Canada’s employment-services industry is mostly temporary staffing along with permanent placements and contract staffing, according to Statscan. Revenue has climbed steadily in the past decade, and employment in the sector has jumped six per cent in the past year alone, to 158,000 people.

But as the industry grows around the world – staffing firms are expanding in Europe and in emerging markets such as India and China – there’s an intensifying debate over the merits of an increasingly fluid work force. Proponents say it helps both employers and workers be nimble in globally competitive markets; opponents argue it’s part of a shift toward precarious, lower-pay work.
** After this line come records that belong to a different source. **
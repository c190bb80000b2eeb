use indexmap::IndexSet;
use log::trace;

use crate::{
    clause::{Clause, Literal},
    logic::{subst::Substitution, unify},
};

/// All binary resolvents of `c1` and `c2`, distinct and in derivation order.
///
/// Every pair of literals of opposite sign whose unsigned forms unify yields
/// one resolvent. The variables of both clauses are shared, no renaming
/// happens before unification.
pub fn resolve(c1: &Clause, c2: &Clause) -> Vec<Clause> {
    let mut resolvents = IndexSet::new();

    for l1 in c1 {
        for l2 in c2.iter().filter(|l2| l1.complements(l2)) {
            match unify(l1.rel(), l2.rel()) {
                Ok(u) => {
                    resolvents.insert(build_clause(c1, l1, c2, l2, &u));
                }
                Err(e) => trace!("{l1} and {l2} do not resolve: {e}"),
            }
        }
    }

    resolvents.into_iter().collect()
}

/// `u(c1 - {l1}) ∪ u(c2 - {l2})`
pub fn build_clause(
    c1: &Clause,
    l1: &Literal,
    c2: &Clause,
    l2: &Literal,
    u: &Substitution,
) -> Clause {
    c1.without(l1)
        .chain(c2.without(l2))
        .map(|l| u.apply(l))
        .collect()
}

#[cfg(test)]
mod tests {
    use super::*;
    use crate::{parse::parse_literal, session};

    fn clause(lits: &[&str]) -> Clause {
        lits.iter().map(|l| parse_literal(l).unwrap()).collect()
    }

    fn resolve_str(c1: &[&str], c2: &[&str]) -> Vec<String> {
        resolve(&clause(c1), &clause(c2))
            .iter()
            .map(ToString::to_string)
            .collect()
    }

    #[test]
    fn complementary_units() {
        session(|| {
            assert_eq!(vec!["□"], resolve_str(&["P(A)"], &["~P(A)"]));
            assert_eq!(vec!["□"], resolve_str(&["P(a)"], &["~P(a)"]));
            assert_eq!(vec!["□"], resolve_str(&["~P(x)"], &["P(A)"]));
        })
    }

    #[test]
    fn no_complementary_literal() {
        session(|| {
            assert!(resolve_str(&["P(A)"], &["P(A)"]).is_empty());
            assert!(resolve_str(&["P(A)"], &["~Q(A)"]).is_empty());
            assert!(resolve_str(&["P(A)"], &["~P(A, B)"]).is_empty());
            assert!(resolve_str(&["P(A)"], &["~P(B)"]).is_empty());
            assert!(resolve_str(&["P(A)"], &[]).is_empty());
        })
    }

    #[test]
    fn modus_ponens() {
        session(|| {
            assert_eq!(
                vec!["{Mortal(Marco)}"],
                resolve_str(&["Hombre(Marco)"], &["~Hombre(x)", "Mortal(x)"])
            );
            assert_eq!(
                vec!["{~Hombre(Marco)}"],
                resolve_str(&["~Hombre(x)", "Mortal(x)"], &["~Mortal(Marco)"])
            );
        })
    }

    #[test]
    fn substitution_covers_both_clauses() {
        session(|| {
            assert_eq!(
                vec!["{Leal(Marco, Cesar), Odia(Marco, Cesar)}"],
                resolve_str(
                    &["~Romano(x)", "Leal(x, Cesar)", "Odia(x, Cesar)"],
                    &["Romano(Marco)"]
                )
            );
            assert_eq!(vec!["{R(B)}"], resolve_str(&["P(x, x)", "R(x)"], &["~P(A, B)"]));
        })
    }

    #[test]
    fn shared_variables_are_not_renamed() {
        session(|| {
            // x in both clauses is the same variable.
            assert_eq!(
                vec!["{Q(A), R(A)}"],
                resolve_str(&["P(x)", "Q(x)"], &["~P(A)", "R(x)"])
            );
        })
    }

    #[test]
    fn several_resolvents() {
        session(|| {
            let rs = resolve_str(&["P(x)", "~Q(x)"], &["~P(A)", "Q(B)"]);
            assert_eq!(vec!["{~Q(A), Q(B)}", "{~P(A), P(B)}"], rs);
        })
    }

    #[test]
    fn duplicates_collapse() {
        session(|| {
            assert_eq!(vec!["{Q(A)}"], resolve_str(&["P(x)", "Q(A)"], &["~P(A)", "Q(x)"]));
        })
    }
}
Temporary workers tend to earn less than permanent staff, they get little or no benefits and many can be fired without notice. The earnings gap between a permanent and a contract worker is about 13 per cent, while between a permanent and casual worker the gap is about 34 per cent, Statscan figures. The disparity persists even after the agency adjusts for demographic differences like education levels, immigrant status and gender.

Olga Cordeiro has seen a proliferation of contract jobs on offer, particularly since 2008. She has worked for six different temp agencies since the 1980s in accounting, administration and research, and some positions morphed into permanent placements. She loves the variety, training opportunities and sense of completing projects.